The growing bags also have to be checked daily for signs of contamination. Any contaminated bags are removed immediately and composted.
Meeting the challenges
“Mushroom farming may look easy, but there’s a lot of hard work that goes into it, so you need to be passionate to be successful,” stresses Yolandi.
According to her, oyster mushrooms are relatively easy to grow, but require a completely sterile environment.
“Most people give up growing mushrooms because everything has to be continually sterilised, from the gloves and Petri dishes to the straw they grow in. When I pack the straw, I wear gloves, a white jacket, hair net, mask and shoe covers. I don’t even touch the inside of the bag while packing it. And I spray my gloves with alcohol after every two bags packed. You can’t see contamination; your growing medium just goes green,” she explains.

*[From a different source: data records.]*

// Copyright (c) 2024 Mudit Bhargava
//
// Permission is hereby granted, free of charge, to any person obtaining a copy
// of this software and associated documentation files (the "Software"), to deal
// in the Software without restriction, including without limitation the rights
// to use, copy, modify, merge, publish, distribute, sublicense, and/or sell
// copies of the Software, and to permit persons to whom the Software is
// furnished to do so, subject to the following conditions:
//
// The above copyright notice and this permission notice shall be included in all
// copies or substantial portions of the Software.
//
// THE SOFTWARE IS PROVIDED "AS IS", WITHOUT WARRANTY OF ANY KIND, EXPRESS OR
// IMPLIED, INCLUDING BUT NOT LIMITED TO THE WARRANTIES OF MERCHANTABILITY,
// FITNESS FOR A PARTICULAR PURPOSE AND NONINFRINGEMENT. IN NO EVENT SHALL THE
// AUTHORS OR COPYRIGHT HOLDERS BE LIABLE FOR ANY CLAIM, DAMAGES OR OTHER
// LIABILITY, WHETHER IN AN ACTION OF CONTRACT, TORT OR OTHERWISE, ARISING FROM,
// OUT OF OR IN CONNECTION WITH THE SOFTWARE OR THE USE OR OTHER DEALINGS IN THE
// SOFTWARE.
//

// instruction.rs
//
// This file contains the decoded representation of MIPS64 instructions:
// register names, operand tokens, mnemonics and their functional-unit
// and operator mappings.

use std::fmt;
use std::str::FromStr;

use crate::errors::SimulatorError;

/// Architectural register name: the integer (R) or floating (F) bank.
#[derive(Debug, Clone, Copy, PartialEq, Eq, Hash, PartialOrd, Ord)]
pub enum Reg {
    R(u8),
    F(u8),
}

impl Reg {
    pub fn is_zero(&self) -> bool {
        matches!(self, Reg::R(0))
    }

    pub fn is_float(&self) -> bool {
        matches!(self, Reg::F(_))
    }

    /// All register names in trace order: R0..R31 then F0..F31.
    pub fn all() -> impl Iterator<Item = Reg> {
        (0..32).map(Reg::R).chain((0..32).map(Reg::F))
    }
}

impl FromStr for Reg {
    type Err = SimulatorError;

    fn from_str(s: &str) -> Result<Self, Self::Err> {
        let invalid = || SimulatorError::InvalidRegister(s.to_string());
        let (bank, rest): (fn(u8) -> Reg, &str) = if let Some(rest) = s.strip_prefix('R') {
            (Reg::R, rest)
        } else if let Some(rest) = s.strip_prefix('F') {
            (Reg::F, rest)
        } else {
            return Err(invalid());
        };
        let num: u8 = rest.parse().map_err(|_| invalid())?;
        if num >= 32 {
            return Err(invalid());
        }
        Ok(bank(num))
    }
}

impl fmt::Display for Reg {
    fn fmt(&self, f: &mut fmt::Formatter<'_>) -> fmt::Result {
        match self {
            Reg::R(n) => write!(f, "R{}", n),
            Reg::F(n) => write!(f, "F{}", n),
        }
    }
}

/// Operand token after label resolution.
#[derive(Debug, Clone, Copy, PartialEq)]
pub enum Operand {
    Reg(Reg),
    Imm(i64),
    Mem { offset: i64, base: Reg },
}

impl fmt::Display for Operand {
    fn fmt(&self, f: &mut fmt::Formatter<'_>) -> fmt::Result {
        match self {
            Operand::Reg(r) => write!(f, "{}", r),
            Operand::Imm(n) => write!(f, "#{}", n),
            Operand::Mem { offset, base } => write!(f, "{}({})", offset, base),
        }
    }
}

/// Functional-unit class an instruction dispatches to.
#[derive(Debug, Clone, Copy, PartialEq, Eq, Hash)]
pub enum UnitKind {
    Load,
    Store,
    Add,
    Mult,
    Alu,
    Branch,
}

impl UnitKind {
    /// Configuration order. Reservation-station iteration follows it.
    pub const ALL: [UnitKind; 6] = [
        UnitKind::Load,
        UnitKind::Store,
        UnitKind::Add,
        UnitKind::Mult,
        UnitKind::Alu,
        UnitKind::Branch,
    ];

    pub fn name(&self) -> &'static str {
        match self {
            UnitKind::Load => "Load",
            UnitKind::Store => "Store",
            UnitKind::Add => "Add",
            UnitKind::Mult => "Mult",
            UnitKind::Alu => "ALU",
            UnitKind::Branch => "Branch",
        }
    }
}

impl fmt::Display for UnitKind {
    fn fmt(&self, f: &mut fmt::Formatter<'_>) -> fmt::Result {
        write!(f, "{}", self.name())
    }
}

/// Binary operator attached to arithmetic mnemonics.
#[derive(Debug, Clone, Copy, PartialEq, Eq)]
pub enum BinOp {
    Add,
    Sub,
    Mul,
    Div,
    And,
}

impl BinOp {
    pub fn symbol(&self) -> char {
        match self {
            BinOp::Add => '+',
            BinOp::Sub => '-',
            BinOp::Mul => '*',
            BinOp::Div => '/',
            BinOp::And => '&',
        }
    }
}

/// Assembly mnemonic recognized by the parser.
#[derive(Debug, Clone, Copy, PartialEq, Eq)]
pub enum Opcode {
    // Memory
    Ld,
    LdD,
    Lw,
    Sd,
    SdD,
    Sw,
    // Floating point
    AddD,
    SubD,
    MulD,
    DivD,
    // Integer
    Dadd,
    Daddu,
    Daddi,
    Daddiu,
    Addiu,
    Dsub,
    Dsubu,
    Dmul,
    Dmulu,
    Ddiv,
    Ddivu,
    And,
    // Branches
    Beq,
    Bne,
    Beqz,
    Bnez,
    J,
}

impl Opcode {
    pub fn from_mnemonic(mnemonic: &str) -> Option<Opcode> {
        let op = match mnemonic {
            "LD" => Opcode::Ld,
            "L.D" => Opcode::LdD,
            "LW" => Opcode::Lw,
            "SD" => Opcode::Sd,
            "S.D" => Opcode::SdD,
            "SW" => Opcode::Sw,
            "ADD.D" => Opcode::AddD,
            "SUB.D" => Opcode::SubD,
            "MUL.D" => Opcode::MulD,
            "DIV.D" => Opcode::DivD,
            "DADD" => Opcode::Dadd,
            "DADDU" => Opcode::Daddu,
            "DADDI" => Opcode::Daddi,
            "DADDIU" => Opcode::Daddiu,
            "ADDIU" => Opcode::Addiu,
            "DSUB" => Opcode::Dsub,
            "DSUBU" => Opcode::Dsubu,
            "DMUL" => Opcode::Dmul,
            "DMULU" => Opcode::Dmulu,
            "DDIV" => Opcode::Ddiv,
            "DDIVU" => Opcode::Ddivu,
            "AND" => Opcode::And,
            "BEQ" => Opcode::Beq,
            "BNE" => Opcode::Bne,
            "BEQZ" => Opcode::Beqz,
            "BNEZ" => Opcode::Bnez,
            "J" => Opcode::J,
            _ => return None,
        };
        Some(op)
    }

    pub fn mnemonic(&self) -> &'static str {
        match self {
            Opcode::Ld => "LD",
            Opcode::LdD => "L.D",
            Opcode::Lw => "LW",
            Opcode::Sd => "SD",
            Opcode::SdD => "S.D",
            Opcode::Sw => "SW",
            Opcode::AddD => "ADD.D",
            Opcode::SubD => "SUB.D",
            Opcode::MulD => "MUL.D",
            Opcode::DivD => "DIV.D",
            Opcode::Dadd => "DADD",
            Opcode::Daddu => "DADDU",
            Opcode::Daddi => "DADDI",
            Opcode::Daddiu => "DADDIU",
            Opcode::Addiu => "ADDIU",
            Opcode::Dsub => "DSUB",
            Opcode::Dsubu => "DSUBU",
            Opcode::Dmul => "DMUL",
            Opcode::Dmulu => "DMULU",
            Opcode::Ddiv => "DDIV",
            Opcode::Ddivu => "DDIVU",
            Opcode::And => "AND",
            Opcode::Beq => "BEQ",
            Opcode::Bne => "BNE",
            Opcode::Beqz => "BEQZ",
            Opcode::Bnez => "BNEZ",
            Opcode::J => "J",
        }
    }

    pub fn unit(&self) -> UnitKind {
        match self {
            Opcode::Ld | Opcode::LdD | Opcode::Lw => UnitKind::Load,
            Opcode::Sd | Opcode::SdD | Opcode::Sw => UnitKind::Store,
            Opcode::AddD | Opcode::SubD => UnitKind::Add,
            Opcode::MulD | Opcode::DivD => UnitKind::Mult,
            Opcode::Dadd
            | Opcode::Daddu
            | Opcode::Daddi
            | Opcode::Daddiu
            | Opcode::Addiu
            | Opcode::Dsub
            | Opcode::Dsubu
            | Opcode::Dmul
            | Opcode::Dmulu
            | Opcode::Ddiv
            | Opcode::Ddivu
            | Opcode::And => UnitKind::Alu,
            Opcode::Beq | Opcode::Bne | Opcode::Beqz | Opcode::Bnez | Opcode::J => UnitKind::Branch,
        }
    }

    pub fn operator(&self) -> Option<BinOp> {
        match self {
            Opcode::AddD | Opcode::Dadd | Opcode::Daddu | Opcode::Daddi | Opcode::Daddiu
            | Opcode::Addiu => Some(BinOp::Add),
            Opcode::SubD | Opcode::Dsub | Opcode::Dsubu => Some(BinOp::Sub),
            Opcode::MulD | Opcode::Dmul | Opcode::Dmulu => Some(BinOp::Mul),
            Opcode::DivD | Opcode::Ddiv | Opcode::Ddivu => Some(BinOp::Div),
            Opcode::And => Some(BinOp::And),
            _ => None,
        }
    }

    /// Floating-point instruction class: governs memory-cell typing for
    /// loads/stores and the result type of arithmetic.
    pub fn is_float(&self) -> bool {
        matches!(
            self,
            Opcode::LdD | Opcode::SdD | Opcode::AddD | Opcode::SubD | Opcode::MulD | Opcode::DivD
        )
    }
}

/// A decoded instruction as produced by the parser. `addr` is the
/// instruction's index in the program stream; branch targets resolved
/// from labels are immediates in the same index space.
#[derive(Debug, Clone)]
pub struct Instruction {
    pub addr: usize,
    pub opcode: Opcode,
    pub unit: UnitKind,
    pub operator: Option<BinOp>,
    pub operands: Vec<Operand>,
}

impl Instruction {
    pub fn new(addr: usize, opcode: Opcode, operands: Vec<Operand>) -> Self {
        Self {
            addr,
            opcode,
            unit: opcode.unit(),
            operator: opcode.operator(),
            operands,
        }
    }

    /// Branch target: the last operand, resolved by the parser to an
    /// instruction index.
    pub fn branch_target(&self) -> Option<usize> {
        match self.operands.last() {
            Some(Operand::Imm(n)) if *n >= 0 => Some(*n as usize),
            _ => None,
        }
    }
}

impl fmt::Display for Instruction {
    fn fmt(&self, f: &mut fmt::Formatter<'_>) -> fmt::Result {
        write!(f, "{}", self.opcode.mnemonic())?;
        for (i, op) in self.operands.iter().enumerate() {
            if i == 0 {
                write!(f, " {}", op)?;
            } else {
                write!(f, ",{}", op)?;
            }
        }
        Ok(())
    }
}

Yolandi says that creating awareness of the excellent taste and nutritional benefits of oyster mushrooms, and marketing her products, are ongoing challenges.
However, Dayora Oyster Mushrooms has received health and safety certification to supply Spar outlets on the West Coast and the West Coast Fruit and Vegetable Market in Vredenburg. Yolandi says supplying these outlets represents a great achievement for her, as her biggest challenge has been finding outlets to sell her produce.
Her medicinal mushrooms, even more of a niche product, will soon be available online from Zimzi Farms Produce.
As appealing packaging is essential for effective marketing and sales, Yolandi has spent much time ensuring that the labelling and appearance of her products are “just right”.
“I’m doing what I think works best. Mushrooms are packed directly into the aerated punnets, and should last for six to 10 days in the fridge,” she says.